Inibaru.id - Di tengah masyarakat yang kian individualis dan terkotak-kotak seperti sekarang ini, agak sulit menemukan tradisi yang melibatkan masyarakat sekampung atau satu desa. Namun, sepertinya hal itu nggak berlaku di Desa Jungpasir, Kecamatan Wedung, Kabupaten Demak.
Hingga kini, hari-hari masyarakat di kampung yang berada di wilayah pantai utara ini masih dipenuhi pelbagai macam acara desa yang melibatkan banyak orang, salah satunya Tradisi Bancakan yang baru-baru ini digelar saat memperingati malam Nisfu Syakban.
Secara umum, bancakan adalah tradisi makan bersama yang umumnya diawali dengan pengungkapan rasa syukur dan harapan. Hal ini juga dilakukan saat menyambut malam Nisfu Syakban di Desa Jungpasir pekan lalu. Setahu saya, tradisi itu sudah dilakukan sejak lama dan masih lestari hingga kini.
Bagi warga setempat, selain momen makan bersama, tradisi ini juga menjadi upaya untuk mempererat tali silaturahmi serta memperkuat nilai-nilai keagamaan dan kebersamaan antarwarga, tanpa memandang usia maupun jenis kelamin.
Memperkuat Solidaritas Sosial
Sedikit informasi, Nisfu Syakban adalah pertengahan bulan Syakban, bulan terakhir sebelum Ramadan dalam kalender Hijriah, yang dipercaya umat muslim sebagai malam yang penuh keberkahan. Malam itu biasa diisi dengan beribadah, berdoa, dan memohon ampunan kepada Tuhan.

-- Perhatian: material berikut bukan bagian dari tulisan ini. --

//! Error taxonomy for the synthesis worker.
//!
//! The `Display` output of [`WorkerError`] is exactly what ends up in the
//! `error` field of a failure envelope.

use std::path::PathBuf;

/// Message returned when a job carries no usable text.
pub const TEXT_REQUIRED: &str = "text is required";

/// Errors raised while serving or starting the worker.
#[derive(Debug, thiserror::Error)]
pub enum WorkerError {
    /// Request rejected before any engine work.
    #[error("{0}")]
    Validation(String),

    /// Requested language is not served by the registry.
    #[error("unsupported language: {0}")]
    UnsupportedLanguage(String),

    /// Engine invocation or artifact I/O failed.
    #[error("synthesis failed: {0}")]
    SynthesisFailure(String),

    /// An engine could not be loaded. Never surfaced per request.
    #[error("failed to load model {model} for {key}: {reason}")]
    StartupFailure {
        key: String,
        model: String,
        reason: String,
    },

    /// Worker configuration rejected at startup.
    #[error(transparent)]
    Config(#[from] ConfigError),

    /// Anything else, including engine panics.
    #[error("internal error: {0}")]
    Internal(String),
}

/// Convenience alias for worker results.
pub type WorkerResult<T> = Result<T, WorkerError>;

impl WorkerError {
    pub fn text_required() -> Self {
        Self::Validation(TEXT_REQUIRED.to_string())
    }

    pub fn synthesis(msg: impl Into<String>) -> Self {
        Self::SynthesisFailure(msg.into())
    }

    pub fn internal(msg: impl Into<String>) -> Self {
        Self::Internal(msg.into())
    }

    pub fn startup(
        key: impl Into<String>,
        model: impl Into<String>,
        reason: impl Into<String>,
    ) -> Self {
        Self::StartupFailure {
            key: key.into(),
            model: model.into(),
            reason: reason.into(),
        }
    }

    /// Whether the error is an expected per-request outcome rather than a
    /// fault in the worker or its engines.
    pub fn is_client_error(&self) -> bool {
        matches!(self, Self::Validation(_) | Self::UnsupportedLanguage(_))
    }
}

/// Configuration loading and validation errors.
#[derive(Debug, thiserror::Error)]
pub enum ConfigError {
    #[error("failed to read config {path}: {source}")]
    Read {
        path: PathBuf,
        #[source]
        source: std::io::Error,
    },

    #[error("invalid config {path}: {source}")]
    Parse {
        path: PathBuf,
        #[source]
        source: serde_json::Error,
    },

    #[error("invalid config: {0}")]
    Invalid(String),
}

Nah, bagi masyarakat Desa Jungpasir, selain untuk berdoa dan beribadah, malam itu rupanya juga memiliki makna lain, salah satunya untuk memperkuat solidaritas sosial. Upaya memperkuat solidaritas itu dilakukan melalui tradisi bancakan.
Jadi, bisa dibilang tradisi bancakan di desa itu adalah perwujudan nyata dari semangat kebersamaan. Mereka berkumpul untuk saling berbagi makanan dan bertukar doa-doa baik demi kebaikan bersama. Kebetulan, saya turut hadir dalam acara yang digelar hampir seluruh warga tersebut.
Karena hidangan yang akan disajikan cukup banyak, warga biasanya telah mempersiapkannya sehari sebelum Nisfu Syakban tiba. Menunya antara lain nasi tumpeng, ayam ingkung, aneka lauk, serta jajanan tradisional seperti ketan, apem, dan jenang.
Simbol Rasa Syukur
Berdasarkan penuturan tetua di desa tersebut, makanan yang disajikan dalam tradisi bancakan merupakan simbol rasa syukur dan harapan akan keberkahan pada masa mendatang. Seluruh hidangan dibawa ke musala, tempat perayaan Nisfu Syakban digelar.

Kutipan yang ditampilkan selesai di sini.